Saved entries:
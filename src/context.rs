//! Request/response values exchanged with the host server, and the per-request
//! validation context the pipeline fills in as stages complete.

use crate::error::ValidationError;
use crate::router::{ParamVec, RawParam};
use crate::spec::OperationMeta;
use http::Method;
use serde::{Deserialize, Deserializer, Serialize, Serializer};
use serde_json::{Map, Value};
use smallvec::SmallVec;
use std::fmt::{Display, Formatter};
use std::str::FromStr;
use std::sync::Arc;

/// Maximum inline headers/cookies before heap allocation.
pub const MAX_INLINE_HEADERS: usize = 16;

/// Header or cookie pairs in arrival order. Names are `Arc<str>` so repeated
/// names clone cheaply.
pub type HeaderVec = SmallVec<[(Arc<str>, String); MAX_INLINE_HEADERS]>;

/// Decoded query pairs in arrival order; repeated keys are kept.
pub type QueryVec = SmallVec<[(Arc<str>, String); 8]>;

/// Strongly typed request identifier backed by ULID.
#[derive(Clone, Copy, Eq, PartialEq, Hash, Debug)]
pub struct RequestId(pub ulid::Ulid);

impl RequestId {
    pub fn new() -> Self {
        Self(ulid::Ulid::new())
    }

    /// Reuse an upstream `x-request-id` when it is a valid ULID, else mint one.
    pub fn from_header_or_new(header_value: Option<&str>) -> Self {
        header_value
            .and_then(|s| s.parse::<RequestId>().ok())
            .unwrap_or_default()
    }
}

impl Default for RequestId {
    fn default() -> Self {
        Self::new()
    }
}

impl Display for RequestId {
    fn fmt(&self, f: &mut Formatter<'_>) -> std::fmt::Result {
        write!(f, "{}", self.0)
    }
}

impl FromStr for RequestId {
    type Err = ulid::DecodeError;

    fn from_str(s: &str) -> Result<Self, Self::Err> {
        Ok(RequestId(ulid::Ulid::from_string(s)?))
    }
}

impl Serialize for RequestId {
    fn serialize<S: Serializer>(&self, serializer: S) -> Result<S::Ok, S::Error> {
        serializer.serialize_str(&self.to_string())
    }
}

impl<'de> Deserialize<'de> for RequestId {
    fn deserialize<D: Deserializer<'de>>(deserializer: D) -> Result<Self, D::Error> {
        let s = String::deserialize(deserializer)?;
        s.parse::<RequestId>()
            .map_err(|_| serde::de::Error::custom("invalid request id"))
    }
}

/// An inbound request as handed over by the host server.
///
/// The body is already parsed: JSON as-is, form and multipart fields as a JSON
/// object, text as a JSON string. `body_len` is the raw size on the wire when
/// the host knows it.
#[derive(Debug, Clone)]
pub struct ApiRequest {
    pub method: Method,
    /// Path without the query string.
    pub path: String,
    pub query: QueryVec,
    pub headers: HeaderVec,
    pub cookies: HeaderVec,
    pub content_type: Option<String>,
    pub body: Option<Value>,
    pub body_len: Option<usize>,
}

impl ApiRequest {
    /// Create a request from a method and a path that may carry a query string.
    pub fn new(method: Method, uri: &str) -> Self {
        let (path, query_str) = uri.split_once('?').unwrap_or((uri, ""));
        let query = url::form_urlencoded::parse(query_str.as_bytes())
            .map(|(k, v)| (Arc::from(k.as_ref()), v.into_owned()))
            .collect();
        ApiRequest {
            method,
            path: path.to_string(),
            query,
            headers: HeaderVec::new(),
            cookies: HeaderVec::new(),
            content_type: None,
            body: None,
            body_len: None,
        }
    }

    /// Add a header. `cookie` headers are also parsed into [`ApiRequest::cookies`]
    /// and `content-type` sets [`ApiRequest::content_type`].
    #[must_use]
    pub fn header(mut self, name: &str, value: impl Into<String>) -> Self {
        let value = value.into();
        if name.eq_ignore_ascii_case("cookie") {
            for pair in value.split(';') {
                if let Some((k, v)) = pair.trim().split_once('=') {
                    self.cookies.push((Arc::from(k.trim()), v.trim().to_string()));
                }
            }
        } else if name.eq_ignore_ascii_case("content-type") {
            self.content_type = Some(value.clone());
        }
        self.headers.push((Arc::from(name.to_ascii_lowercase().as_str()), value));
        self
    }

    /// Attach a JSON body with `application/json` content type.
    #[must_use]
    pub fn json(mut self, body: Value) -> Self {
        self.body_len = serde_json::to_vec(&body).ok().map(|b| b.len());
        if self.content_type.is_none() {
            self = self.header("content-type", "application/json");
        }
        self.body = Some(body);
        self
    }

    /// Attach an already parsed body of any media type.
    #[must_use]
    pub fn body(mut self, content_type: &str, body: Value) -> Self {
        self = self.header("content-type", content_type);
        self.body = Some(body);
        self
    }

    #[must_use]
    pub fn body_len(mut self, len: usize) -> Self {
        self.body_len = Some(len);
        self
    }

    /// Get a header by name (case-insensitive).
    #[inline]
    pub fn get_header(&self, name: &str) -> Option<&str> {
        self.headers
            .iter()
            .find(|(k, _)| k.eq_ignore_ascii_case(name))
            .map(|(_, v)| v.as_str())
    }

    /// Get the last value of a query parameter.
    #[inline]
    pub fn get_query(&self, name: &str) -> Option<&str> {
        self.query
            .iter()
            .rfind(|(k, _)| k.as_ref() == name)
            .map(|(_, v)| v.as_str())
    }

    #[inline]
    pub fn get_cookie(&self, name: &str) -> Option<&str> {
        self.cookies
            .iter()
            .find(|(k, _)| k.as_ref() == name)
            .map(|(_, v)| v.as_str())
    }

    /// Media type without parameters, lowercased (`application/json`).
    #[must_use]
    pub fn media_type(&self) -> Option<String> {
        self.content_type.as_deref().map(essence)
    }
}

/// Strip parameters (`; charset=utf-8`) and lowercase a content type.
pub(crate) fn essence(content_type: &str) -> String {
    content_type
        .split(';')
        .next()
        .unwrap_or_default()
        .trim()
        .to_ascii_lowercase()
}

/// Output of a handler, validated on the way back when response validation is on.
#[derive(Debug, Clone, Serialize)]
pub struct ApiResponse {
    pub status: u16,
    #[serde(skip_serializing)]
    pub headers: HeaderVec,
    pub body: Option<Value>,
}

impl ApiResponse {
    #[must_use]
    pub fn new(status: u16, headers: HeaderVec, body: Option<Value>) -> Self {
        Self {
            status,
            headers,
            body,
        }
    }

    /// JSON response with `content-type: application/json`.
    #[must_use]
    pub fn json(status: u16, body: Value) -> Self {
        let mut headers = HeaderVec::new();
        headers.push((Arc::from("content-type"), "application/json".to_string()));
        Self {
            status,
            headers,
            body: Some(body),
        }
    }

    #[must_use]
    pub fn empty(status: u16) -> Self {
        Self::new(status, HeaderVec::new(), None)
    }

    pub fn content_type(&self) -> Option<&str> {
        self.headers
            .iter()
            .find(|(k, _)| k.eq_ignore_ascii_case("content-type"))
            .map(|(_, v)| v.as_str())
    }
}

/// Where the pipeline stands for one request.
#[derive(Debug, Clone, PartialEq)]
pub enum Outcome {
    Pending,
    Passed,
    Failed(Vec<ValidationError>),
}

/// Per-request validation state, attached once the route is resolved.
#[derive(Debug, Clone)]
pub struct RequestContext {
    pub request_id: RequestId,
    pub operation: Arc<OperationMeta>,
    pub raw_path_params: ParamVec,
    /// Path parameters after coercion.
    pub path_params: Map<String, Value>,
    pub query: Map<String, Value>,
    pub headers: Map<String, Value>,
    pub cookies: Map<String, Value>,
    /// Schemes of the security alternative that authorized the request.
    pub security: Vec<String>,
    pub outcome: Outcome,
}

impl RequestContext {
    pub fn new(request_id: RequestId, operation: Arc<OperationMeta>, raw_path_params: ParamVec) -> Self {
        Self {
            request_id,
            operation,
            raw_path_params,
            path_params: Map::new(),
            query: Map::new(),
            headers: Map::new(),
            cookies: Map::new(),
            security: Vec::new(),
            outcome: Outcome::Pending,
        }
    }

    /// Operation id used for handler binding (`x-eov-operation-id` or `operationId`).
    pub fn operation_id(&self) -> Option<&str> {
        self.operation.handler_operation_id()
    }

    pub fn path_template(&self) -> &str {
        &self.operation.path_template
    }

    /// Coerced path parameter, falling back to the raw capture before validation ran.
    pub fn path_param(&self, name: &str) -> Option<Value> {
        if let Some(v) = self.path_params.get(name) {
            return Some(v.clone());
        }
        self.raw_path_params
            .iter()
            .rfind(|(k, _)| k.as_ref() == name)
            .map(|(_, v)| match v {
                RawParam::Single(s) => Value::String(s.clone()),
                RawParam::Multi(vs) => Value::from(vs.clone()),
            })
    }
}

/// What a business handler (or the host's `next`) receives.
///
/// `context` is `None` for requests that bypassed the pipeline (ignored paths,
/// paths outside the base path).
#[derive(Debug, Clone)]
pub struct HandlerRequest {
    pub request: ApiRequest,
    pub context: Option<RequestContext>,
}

**What this task involves**
Among the entries above, copy exactly only the lines starting with the one containing "use http::Method;" and going through the one containing "before heap allocation.", both ends included.

**Response area**
use http::Method;
use serde::{Deserialize, Deserializer, Serialize, Serializer};
use serde_json::{Map, Value};
use smallvec::SmallVec;
use std::fmt::{Display, Formatter};
use std::str::FromStr;
use std::sync::Arc;

/// Maximum inline headers/cookies before heap allocation.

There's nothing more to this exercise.